▸ THE PROBLEM: Look for the word "LedgerResult" in the data below, and copy every line that holds it.

▸ GIVEN INFORMATION:
[Start of section]

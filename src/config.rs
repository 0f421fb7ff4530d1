//! Engine configuration loading from TOML

use serde::Deserialize;
use std::path::Path;

use crate::types::{LedgerError, LedgerResult};

/// Tuning knobs for the ledger engine
///
/// Every field has a default, so an empty TOML document is a valid config.
#[derive(Debug, Clone, PartialEq, Eq, Deserialize)]
#[serde(default)]
pub struct LedgerConfig {
    /// Extra attempts after an optimistic concurrency conflict before the
    /// conflict is surfaced to the caller
    pub max_conflict_retries: u32,
    /// Longest span, in days, a date-ranged report may cover
    pub max_report_days: i64,
    /// Whether a non-zero `others` amount needs remarks
    pub require_remarks_for_others: bool,
}

impl Default for LedgerConfig {
    fn default() -> Self {
        Self {
            max_conflict_retries: 5,
            max_report_days: 15,
            require_remarks_for_others: true,
        }
    }
}

impl LedgerConfig {
    /// Parse configuration from a TOML string
    pub fn from_toml_str(contents: &str) -> LedgerResult<Self> {
        let config: LedgerConfig = toml::from_str(contents)
            .map_err(|e| LedgerError::Config(format!("Failed to parse ledger config: {e}")))?;
        config.validate()?;
        Ok(config)
    }

    /// Load configuration from a TOML file
    pub fn load<P: AsRef<Path>>(path: P) -> LedgerResult<Self> {
        let path_ref = path.as_ref();
        tracing::debug!("Loading ledger configuration from: {:?}", path_ref);
        let contents = std::fs::read_to_string(path_ref).map_err(|e| {
            LedgerError::Config(format!("Failed to read config file {path_ref:?}: {e}"))
        })?;
        Self::from_toml_str(&contents)
    }

    fn validate(&self) -> LedgerResult<()> {
        if self.max_report_days < 1 {
            return Err(LedgerError::Config(
                "max_report_days must be at least 1".to_string(),
            ));
        }
        Ok(())
    }
}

[End of section]

▸ OUTPUT OF THE TASK:
use crate::types::{LedgerError, LedgerResult};
    pub fn from_toml_str(contents: &str) -> LedgerResult<Self> {
    pub fn load<P: AsRef<Path>>(path: P) -> LedgerResult<Self> {
    fn validate(&self) -> LedgerResult<()> {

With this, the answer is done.